Actually, the fact of the matter is this: If you separate supremely performing, high-technology, forward-looking California from the rest of the United States, the latter's economic performance is rather mediocre. The Golden State, which Trump hates with a passion (a sentiment California returns back), is buoying the rest of the US:
Trump attributes the prosperity of the U.S. economy during his 17 months as president to his evisceration of environmental regulations and other consumer protections, abandoning the Paris climate accord, aggressively deporting undocumented immigrants, prohibiting people from certain nations (mostly majority Muslim) from emigrating to the U.S., prosecuting sanctuary cities for protecting immigrants, cutting taxes most for corporations and the rich, and appointing a Supreme Court justice who just wrote the 5-4 decision limiting the rights of tens of millions of workers.
Evergreen California Governor Jerry Brown has taken the opposite tack to nearly everything Trump does. So, is California the American laggard? On the contrary, it's doing better than every other state:
Jerry Brown, California's longest-serving governor, takes the opposite approach, and his state thrives. California is the global leader among governments committed to safeguarding the planet from climate change. Corporate California's revenues from clean energy companies dwarf those of the other 49 states or any country. The state's auto emissions law, now contested by the Trump administration, is the nation's most stringent. The legislature voted to become a sanctuary state, preventing police from participating in federal enforcement or asking people about their immigration status. The same assembly also made California the first state to declare a $15-an-hour minimum wage and to require solar panels on new homes. Its citizens approved Proposition 30, temporarily raising personal income and sales taxes to fund education.
The implications are clear. Wouldn't gains be more evenly distributed Stateside if other states acted like California? By not following Trump, maybe everyone else in the US would be doing better too. It's not my place to tell Americans what to do, but weighing the votes of Trump-suopprting primitives instead of those actually driving progress does not seem to be the way forward:
Remove California from the job market and U.S. employment rose only 2.62 percent, a little better than Japan's 2.48 percent and less than Austria's 2.82 percent. The 19 countries that use the euro showed an increase of 2.41 percent. Subtract California's big and small companies from the rest of the nation's and something similar happens. During the same 22-month period, the market capitalization of the companies in the Russell 3000 Index of large, medium and small companies increased at an average rate of 46 percent. California's Russell 3000 companies appreciated 64 percent, according to data compiled by Bloomberg...  

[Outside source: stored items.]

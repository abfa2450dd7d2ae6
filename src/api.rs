//! Types received from the Lambda Extensions API.
//!
//! The extension registers with the host at startup; the registration
//! response describes the function the extension is attached to, including
//! the handler identifier the platform will invoke.

use serde::Deserialize;

/// Response body of the extension `register` call.
#[derive(Debug, Clone, Default, Deserialize)]
#[serde(rename_all = "camelCase")]
pub struct RegistrationResponse {
    /// Name of the Lambda function.
    #[serde(default)]
    pub function_name: String,

    /// Version of the function the extension registered against.
    #[serde(default)]
    pub function_version: String,

    /// Handler identifier as declared to the platform.
    #[serde(default)]
    pub handler: String,
}

#[cfg(test)]
mod tests {
    use super::*;

    #[test]
    fn deserializes_register_payload() {
        let body = r#"{
            "functionName": "my-function",
            "functionVersion": "$LATEST",
            "handler": "path/to/app.handler"
        }"#;

        let reg: RegistrationResponse = serde_json::from_str(body).unwrap();
        assert_eq!(reg.function_name, "my-function");
        assert_eq!(reg.function_version, "$LATEST");
        assert_eq!(reg.handler, "path/to/app.handler");
    }

    #[test]
    fn missing_fields_default_to_empty() {
        let reg: RegistrationResponse = serde_json::from_str("{}").unwrap();
        assert!(reg.handler.is_empty());
    }
}
//! Error types for startup check operations.
//!
//! This module defines [`CheckError`], the primary error type used throughout
//! the crate, and a [`Result`] type alias for convenience.
//!
//! # Error Handling Strategy
//!
//! - Use `CheckError` for check verdicts that need distinct handling
//! - Use `anyhow::Error` (via `CheckError::Other`) for unexpected errors
//! - All errors should provide actionable messages for operators

use thiserror::Error;

/// Core error type for startup check operations.
#[derive(Debug, Error)]
pub enum CheckError {
    /// The declared handler does not resolve to a file in the deployment
    /// bundle. The message format is load-bearing: operators and support
    /// tooling match on it verbatim.
    #[error("missing handler file {handler} (NEW_RELIC_LAMBDA_HANDLER={nr_handler})")]
    MissingHandlerFile { handler: String, nr_handler: String },

    /// IO error wrapper.
    #[error("IO error: {0}")]
    Io(#[from] std::io::Error),

    /// Generic wrapped error for anyhow interop.
    #[error(transparent)]
    Other(#[from] anyhow::Error),
}

/// Result type alias for startup check operations.
pub type Result<T> = std::result::Result<T, CheckError>;

#[cfg(test)]
mod tests {
    use super::*;

    #[test]
    fn missing_handler_file_message_is_exact() {
        let err = CheckError::MissingHandlerFile {
            handler: "path/to/app.handler".into(),
            nr_handler: "Undefined".into(),
        };
        assert_eq!(
            err.to_string(),
            "missing handler file path/to/app.handler (NEW_RELIC_LAMBDA_HANDLER=Undefined)"
        );
    }

    #[test]
    fn io_error_converts_from_std() {
        let io_err = std::io::Error::new(std::io::ErrorKind::NotFound, "file missing");
        let err: CheckError = io_err.into();
        assert!(matches!(err, CheckError::Io(_)));
    }

    #[test]
    fn result_type_alias_works() {
        fn returns_error() -> Result<()> {
            Err(CheckError::MissingHandlerFile {
                handler: "a.b".into(),
                nr_handler: "Undefined".into(),
            })
        }
        assert!(returns_error().is_err());
    }
}
//! Startup validation for Lambda function handlers.
//!
//! Verifies, once during extension bootstrap, that the handler identifier a
//! function declared to the platform resolves to a source file present in
//! the deployment bundle. On failure it reports a single actionable error
//! naming both the missing file and the configured wrapper override.
//!
//! # Modules
//!
//! - [`api`] - Types received from the Lambda Extensions API
//! - [`checks`] - The startup check trait, runner, and handler check
//! - [`config`] - Process configuration read from the environment
//! - [`error`] - Error types and result aliases
//! - [`platform`] - Execution environment probes
//! - [`resolver`] - Pure handler-identifier-to-path transformations
//! - [`runtime`] - Static runtime registry and runtime detection
//!
//! # Example
//!
//! ```
//! use lambda_handler_check::resolver::{strip_method, format_candidate};
//!
//! // Map a dotted handler identifier to its candidate file path.
//! let module = strip_method("path/to/app.handler");
//! assert_eq!(format_candidate("/var/task", &module, "py"), "/var/task/path/to/app.py");
//! ```

pub mod api;
pub mod checks;
pub mod config;
pub mod error;
pub mod platform;
pub mod resolver;
pub mod runtime;

pub use error::{CheckError, Result};
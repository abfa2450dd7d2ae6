//! Handler identifier resolution.
//!
//! Pure string transformations from a dotted handler identifier (for
//! example `path/to/app.handler`) to candidate file paths under the
//! deployment root. No I/O happens here; the presence probe lives in
//! [`crate::checks`].

use crate::runtime::{ModuleSplit, RuntimeConfig};

/// Strip the method name from a generic handler identifier.
///
/// Legacy runtimes spell the module path and method with the same `.`
/// separator, so every `.` is a segment boundary: the final segment is the
/// method and the rest rejoin with `/`. An identifier without a `.` has no
/// module path and yields the empty string.
pub fn strip_method(handler: &str) -> String {
    let segments: Vec<&str> = handler.split('.').collect();
    segments[..segments.len() - 1].join("/")
}

/// Strip the method name from a Node handler identifier.
///
/// Node allows `.` in directory names, so only the basename is split: the
/// directory prefix is preserved as written and the basename is truncated at
/// its first `.`.
pub fn strip_method_node(handler: &str) -> String {
    let (dir, basename) = match handler.rfind('/') {
        Some(idx) => handler.split_at(idx + 1),
        None => ("", handler),
    };

    let module = basename.split('.').next().unwrap_or_default();
    format!("{dir}{module}")
}

/// Apply the runtime's splitting rule.
pub fn strip_method_for(runtime: &RuntimeConfig, handler: &str) -> String {
    match runtime.split {
        ModuleSplit::Generic => strip_method(handler),
        ModuleSplit::Node => strip_method_node(handler),
    }
}

/// Assemble a candidate file path under the deployment root.
///
/// The root is a POSIX-style absolute directory without a trailing
/// separator; assembly is plain concatenation with no normalization.
pub fn format_candidate(task_root: &str, module: &str, extension: &str) -> String {
    format!("{task_root}/{module}.{extension}")
}

/// All candidate file paths for a handler under the given runtime, in the
/// runtime's extension preference order.
pub fn candidates(runtime: &RuntimeConfig, task_root: &str, handler: &str) -> Vec<String> {
    let module = strip_method_for(runtime, handler);
    runtime
        .extensions
        .iter()
        .map(|ext| format_candidate(task_root, &module, ext))
        .collect()
}
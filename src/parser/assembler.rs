//! The Assembler module takes the lexer's scan stream, groups atoms
//! into command blocks, and hands each completed block to the handler
//! registered for its leading keyword.
use std::collections::HashMap;

use super::config::Config;
use super::lexer::{Scan, Token};

/// A keyword handler. Receives every atom of one command block: the
/// keyword first, then the rest of its line and the atoms of all of its
/// continuation lines, flattened in original order.
pub type Handler = Box<dyn FnMut(&[Token], &mut Config) -> Result<(), String>>;

/// Registry mapping a command keyword to its handler. Built at startup
/// and passed in explicitly; keywords without an entry are skipped.
pub type Handlers = HashMap<String, Handler>;

pub struct Assembler<S> {
    scans: S,
    handlers: Handlers,
    config: Config,
    error_count: usize,
}

impl<S: Iterator<Item = Scan>> Assembler<S> {
    pub fn new(scans: S, handlers: Handlers) -> Self {
        Assembler {
            scans,
            handlers,
            config: Config::default(),
            error_count: 0,
        }
    }

    /// Run the assembler, consuming itself and returning the
    /// accumulated configuration. A lexer error token fails the whole
    /// parse; a handler error drops that block and processing moves on
    /// to the next one.
    pub fn run(mut self) -> Result<Config, String> {
        let mut command: Vec<Token> = Vec::new();

        while let Some(scan) = self.scans.next() {
            let token = match scan {
                // An indented line continues the open block.
                Scan::Continuation => continue,
                Scan::Token(token) => token,
            };

            match token {
                Token::Error(message) => return Err(message),
                Token::LineStart => self.dispatch(&mut command),
                Token::Atom(_) => command.push(token),
            }
        }

        // A file without a trailing newline still ends its last block.
        self.dispatch(&mut command);

        if self.error_count > 0 {
            error!("dropped {} malformed command block(s)", self.error_count);
        }

        Ok(self.config)
    }

    /// Hands a completed block to its keyword's handler, if one is
    /// registered. Empty blocks (the start of file, blank lines) are
    /// not commands.
    fn dispatch(&mut self, command: &mut Vec<Token>) {
        if command.is_empty() {
            return;
        }

        let keyword = command[0].text().to_owned();
        match self.handlers.get_mut(&keyword) {
            Some(handle) => {
                if let Err(message) = handle(command, &mut self.config) {
                    self.error_count += 1;
                    error!("error in `{}` block: {}", keyword, message);
                }
            }
            None => debug!("no handler for `{}`, skipping", keyword),
        }

        command.clear();
    }
}
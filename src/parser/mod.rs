//! The parser module is in charge of taking an ASA-style
//! configuration file and producing a Config from the
//! config submodule.
//!
//! It does this by implementing a streaming tokenizer with one
//! rune of look-ahead and an assembler that groups the token
//! stream into command blocks by indentation.

pub mod assembler;
pub mod config;
pub mod lexer;

use std::io::Read;

use self::assembler::{Assembler, Handlers};
use self::config::Config;
use self::lexer::Lexer;

/// Parses a configuration stream with the given handler registry.
pub fn parse<R: Read>(reader: R, handlers: Handlers) -> Result<Config, String> {
    Assembler::new(Lexer::open(reader), handlers).run()
}
// ==========================================
// 车间排产引擎 - 时间/资源分配器
// ==========================================
// 职责: 单任务落位: 物料门控 → 人数校验 → 通道组选择 →
//       日历对齐 → 产能校验 → 扣减物料/占用通道
// 输出: ScheduledTask (Scheduled / Blocked / Not Scheduled)
// ==========================================
// 排产策略: 通道独立最早空闲 (per-lane earliest-free)
// - 批次锚点: 仅以通道池状态为下界,不同通道可并行
// - 批次成员: 额外以上一次成功落位的结束时刻为下界,保证同名工序首尾相接
// ==========================================
// 红线:
// - 工序不跨休息、不跨日拆分,放不下就整体顺延到下一子时段/下一天
// - 当日产能不足则顺延到次日;超出排产窗口 → No Capacity,不改动通道状态
// - 物料缺失 → Blocked,本次排产内不重试
// ==========================================

use crate::domain::schedule::ScheduledTask;
use crate::domain::types::TaskStatus;
use crate::engine::batcher::Batch;
use crate::engine::material_gate::MaterialGate;
use crate::engine::staff_pool::{LaneGroup, StaffLanePool};
use crate::engine::task_extractor::PlanTask;
use crate::engine::work_calendar::{hours_to_duration, WorkCalendar};
use chrono::{Duration, NaiveDate, NaiveDateTime};
use tracing::{debug, instrument, trace};

// ==========================================
// Allocator - 分配器
// ==========================================
pub struct Allocator<'a> {
    calendar: &'a WorkCalendar,
    gate: MaterialGate,
    pool: StaffLanePool,
    horizon_end: NaiveDate,
}

impl<'a> Allocator<'a> {
    /// # 参数
    /// - `calendar`: 工作日历
    /// - `gate`: 物料快照（本次排产私有）
    /// - `pool`: 人员通道池（本次排产私有）
    /// - `horizon_end`: 排产窗口最后一天（含）
    pub fn new(
        calendar: &'a WorkCalendar,
        gate: MaterialGate,
        pool: StaffLanePool,
        horizon_end: NaiveDate,
    ) -> Self {
        Self {
            calendar,
            gate,
            pool,
            horizon_end,
        }
    }

    pub fn pool(&self) -> &StaffLanePool {
        &self.pool
    }

    pub fn gate(&self) -> &MaterialGate {
        &self.gate
    }

    // ==========================================
    // 核心方法
    // ==========================================

    /// 落位一个批次
    ///
    /// 锚点按通道池状态落位;成员依次以上一次成功落位的结束时刻为下界。
    /// 某个成员未排入时游标保持不变。
    #[instrument(skip(self, batch), fields(batch_key = %batch.anchor.batch_key, size = batch.len()))]
    pub fn place_batch(&mut self, batch: &Batch) -> Vec<ScheduledTask> {
        let mut records = Vec::with_capacity(batch.len());

        let anchor = self.place(&batch.anchor, None);
        let mut cursor = anchor.end;
        records.push(anchor);

        for member in &batch.members {
            let record = self.place(member, cursor);
            if record.end.is_some() {
                cursor = record.end;
            }
            records.push(record);
        }

        records
    }

    /// 落位单个任务
    ///
    /// # 参数
    /// - `task`: 待排任务
    /// - `cursor`: 额外的开工下界（批次成员使用）
    pub fn place(&mut self, task: &PlanTask, cursor: Option<NaiveDateTime>) -> ScheduledTask {
        // 1. 物料门控
        if let Some(material) = &task.material {
            if self.gate.find_available(&material.key()).is_none() {
                debug!(
                    job_id = %task.process_ref.job_id,
                    process_index = task.process_ref.process_index,
                    material = %material.key(),
                    "物料不足,阻断"
                );
                return task.unscheduled(TaskStatus::BlockedNoMaterial);
            }
        }

        // 2. 人数校验
        let required = task.workers as usize;
        let group = match self.pool.earliest_group_start(required) {
            Some(group) => group,
            None => {
                debug!(
                    job_id = %task.process_ref.job_id,
                    required,
                    staff_count = self.pool.staff_count(),
                    "所需人数超过总人数"
                );
                return task.unscheduled(TaskStatus::InsufficientStaff);
            }
        };

        // 3. 日历对齐 + 产能校验
        let duration = hours_to_duration(task.hours);
        let (start, end) = match self.find_slot(&group, duration, cursor) {
            Some(slot) => slot,
            None => {
                debug!(
                    job_id = %task.process_ref.job_id,
                    process_index = task.process_ref.process_index,
                    hours = task.hours,
                    "排产窗口内无可用产能"
                );
                return task.unscheduled(TaskStatus::NoCapacity);
            }
        };

        // 4. 扣减物料 + 占用通道
        if let Some(material) = &task.material {
            let units = self.gate.units_for(material);
            self.gate.consume(&material.key(), units);
        }
        self.pool.assign(&group, start, end);

        trace!(
            job_id = %task.process_ref.job_id,
            process_index = task.process_ref.process_index,
            lanes = ?group.lanes,
            %start,
            %end,
            "任务已排入"
        );

        task.to_record(TaskStatus::Scheduled, group.lanes, Some(start), Some(end))
    }

    /// 为通道组寻找最早可行时段
    ///
    /// 规则（顺序执行）:
    /// 1) 工时超过最长子时段或日工时 → 无解
    /// 2) 从 max(通道组空闲时刻, cursor) 起按日历前推到可工作时刻
    /// 3) 放不进当前子时段 → 从边界处重试
    /// 4) 当日通道产能不足 → 从次日上班时刻重试
    /// 5) 超出排产窗口 → 无解
    fn find_slot(
        &self,
        group: &LaneGroup,
        duration: Duration,
        cursor: Option<NaiveDateTime>,
    ) -> Option<(NaiveDateTime, NaiveDateTime)> {
        if duration > self.calendar.longest_sub_interval()
            || duration > hours_to_duration(self.pool.daily_hours())
        {
            return None;
        }

        let mut lower = match cursor {
            Some(c) => group.ready_at.max(c),
            None => group.ready_at,
        };

        loop {
            let start = self.calendar.next_working_moment(lower)?;
            if start.date() > self.horizon_end {
                return None;
            }

            let boundary = self.calendar.next_boundary(start)?;
            let end = start + duration;

            if end > boundary {
                // 跨休息/下班,整体顺延
                lower = boundary;
                continue;
            }

            if !self.pool.can_fit(group, start, end) {
                // 当日产能已满,顺延到次日
                let next_day = start.date().succ_opt()?;
                lower = self.calendar.day_start(next_day);
                continue;
            }

            return Some((start, end));
        }
    }

    /// 拆出内部状态（通道池、物料快照）
    pub fn into_parts(self) -> (StaffLanePool, MaterialGate) {
        (self.pool, self.gate)
    }
}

What do California and Illinois have in common aside from voting decisively against Trump? Their companies are committed to global trade. Among companies reporting sales in the Russell 3000, California firms received at least 48 percent and as much as 66 percent of revenues from their exports (accounting for disparities in corporate reporting) while Illinois-based companies got between 44 percent and 53 percent, according to data compiled by Bloomberg.
For reasons inherent in their political (electoral) system, the danger is that the Trump-voting primitives drag down California instead of California being allowed to pull up the rest of the laggards. Here California is showing an example of forward thinking...and the Trumpian cave-dwellers not only ignore it but try to bring it down to their level of barbarism.

10/18 UPDATE: Thinking about it more, on the balance, Trump's policies have likely hurt than help the United States. If the country is doing reasonably well, look at parts of it that are faring the best--like California. It's doing so despite rather than because of what Trump is doing.